Looking back on nine decades, President Dallin H. Oaks recalls his youth, education, career and service in the Church of Jesus Christ


President Dallin H. Oaks will celebrate a landmark birthday on Aug. 12. Born in 1932 to Stella and Lloyd E. Oaks, the first counselor in the First Presidency of The Church of Jesus Christ of Latter-day Saints will turn 90.

President Oaks married June Dixon in 1952; they are the parents of six children. She died from cancer on July 21, 1998. In August 2000, President Oaks married Kristen McMain — who has been by his side for 22 years.

A graduate of Brigham Young University and the University of Chicago Law School, President Oaks served as an attorney, a law professor, BYU president, and as a justice of the Utah Supreme Court. On April 7, 1984, he was sustained as a member of the Quorum of the Twelve Apostles. He has served as a counselor to President Russell M. Nelson in the First Presidency since January 2018.
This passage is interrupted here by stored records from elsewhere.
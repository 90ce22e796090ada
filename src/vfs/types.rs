use chrono::{DateTime, Utc};
use fuser::FUSE_ROOT_ID;
use serde::{Deserialize, Serialize};
use std::fmt;

/// Process-local node identifier, stable for the lifetime of the metadata store.
pub type LocalId = u64;

/// The filesystem root. Matches the inode number the kernel uses for the root.
pub const ROOT_ID: LocalId = FUSE_ROOT_ID;

/// Content of a file node as known to the metadata store.
#[derive(Debug, Clone, PartialEq, Eq, Serialize, Deserialize)]
pub struct FileContent {
    /// Key of the bytes in the content cache.
    pub fingerprint: String,
    pub size: u64,
    /// Local content has not been confirmed uploaded yet.
    #[serde(default)]
    pub dirty: bool,
}

#[derive(Debug, Clone, PartialEq, Eq, Serialize, Deserialize)]
#[serde(tag = "type", rename_all = "lowercase")]
pub enum NodeKind {
    Folder,
    File(FileContent),
}

/// A snapshot of one node of the cached tree.
///
/// Nodes are plain values: the adapter receives clones taken under a single
/// lock of the metadata store, so every field comes from the same version.
#[derive(Debug, Clone, PartialEq, Eq, Serialize, Deserialize)]
pub struct Node {
    pub id: LocalId,
    /// `None` only for the root.
    pub parent: Option<LocalId>,
    pub name: String,
    pub last_modified: DateTime<Utc>,
    pub kind: NodeKind,
}

impl Node {
    pub fn root() -> Self {
        Node {
            id: ROOT_ID,
            parent: None,
            name: String::new(),
            last_modified: Utc::now(),
            kind: NodeKind::Folder,
        }
    }

    pub fn is_folder(&self) -> bool {
        matches!(self.kind, NodeKind::Folder)
    }

    /// File content, or `None` for folders.
    pub fn content(&self) -> Option<&FileContent> {
        match &self.kind {
            NodeKind::File(content) => Some(content),
            NodeKind::Folder => None,
        }
    }

    pub fn content_mut(&mut self) -> Option<&mut FileContent> {
        match &mut self.kind {
            NodeKind::File(content) => Some(content),
            NodeKind::Folder => None,
        }
    }

    /// Byte length reported to the kernel: zero for folders.
    pub fn size(&self) -> u64 {
        self.content().map_or(0, |c| c.size)
    }
}

/// Structural violations reported by the metadata store.
#[derive(Debug, Clone, Copy, PartialEq, Eq)]
pub enum ConflictKind {
    NotEmpty,
    AlreadyExists,
    NotADirectory,
    IsADirectory,
    /// A folder would become its own descendant.
    InvalidMove,
}

impl ConflictKind {
    pub fn errno(self) -> i32 {
        match self {
            ConflictKind::NotEmpty => libc::ENOTEMPTY,
            ConflictKind::AlreadyExists => libc::EEXIST,
            ConflictKind::NotADirectory => libc::ENOTDIR,
            ConflictKind::IsADirectory => libc::EISDIR,
            ConflictKind::InvalidMove => libc::EINVAL,
        }
    }
}

impl fmt::Display for ConflictKind {
    fn fmt(&self, f: &mut fmt::Formatter<'_>) -> fmt::Result {
        match self {
            ConflictKind::NotEmpty => write!(f, "directory not empty"),
            ConflictKind::AlreadyExists => write!(f, "name already exists"),
            ConflictKind::NotADirectory => write!(f, "not a directory"),
            ConflictKind::IsADirectory => write!(f, "is a directory"),
            ConflictKind::InvalidMove => write!(f, "cannot move a folder into itself"),
        }
    }
}

/// Errors returned by adapter operations, independent of the kernel channel.
#[derive(Debug, Clone, PartialEq, Eq, thiserror::Error)]
pub enum FsError {
    #[error("not found")]
    NotFound,

    /// Content is not cached yet; the caller may retry.
    #[error("content not ready")]
    NotReady,

    #[error("I/O error: {0}")]
    Io(String),

    #[error("conflict: {0}")]
    Conflict(ConflictKind),
}

impl FsError {
    pub fn errno(&self) -> i32 {
        match self {
            FsError::NotFound => libc::ENOENT,
            FsError::NotReady => libc::EAGAIN,
            FsError::Io(_) => libc::EIO,
            FsError::Conflict(kind) => kind.errno(),
        }
    }
}

#[cfg(test)]
mod tests {
    use super::*;

    #[test]
    fn test_root_is_fuse_root() {
        let root = Node::root();
        assert_eq!(root.id, 1);
        assert!(root.is_folder());
        assert!(root.parent.is_none());
        assert_eq!(root.size(), 0);
    }

    #[test]
    fn test_file_capabilities() {
        let node = Node {
            id: 7,
            parent: Some(ROOT_ID),
            name: "notes.txt".to_string(),
            last_modified: Utc::now(),
            kind: NodeKind::File(FileContent {
                fingerprint: "abc".to_string(),
                size: 42,
                dirty: false,
            }),
        };

        assert!(!node.is_folder());
        assert_eq!(node.content().map(|c| c.fingerprint.as_str()), Some("abc"));
        assert_eq!(node.size(), 42);
    }

    #[test]
    fn test_errno_mapping() {
        assert_eq!(FsError::NotFound.errno(), libc::ENOENT);
        assert_eq!(FsError::NotReady.errno(), libc::EAGAIN);
        assert_eq!(FsError::Io("boom".into()).errno(), libc::EIO);
        assert_eq!(
            FsError::Conflict(ConflictKind::NotEmpty).errno(),
            libc::ENOTEMPTY
        );
        assert_eq!(
            FsError::Conflict(ConflictKind::AlreadyExists).errno(),
            libc::EEXIST
        );
    }
}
During an interview held in honor of his birthday, President Oaks shared some of the lessons he has learned through nine decades of life:

Mortality has speed bumps. At the age of 7, President Oaks lost his father unexpectedly. Faced with gaining an education and supporting her family, his mother suffered an emotional breakdown, requiring his grandparents to step in and help with the family. “Whether you consider your own experiences, or those of your family, or those around you, or those you read about, life is full of a lot of difficulties,” said President Oaks.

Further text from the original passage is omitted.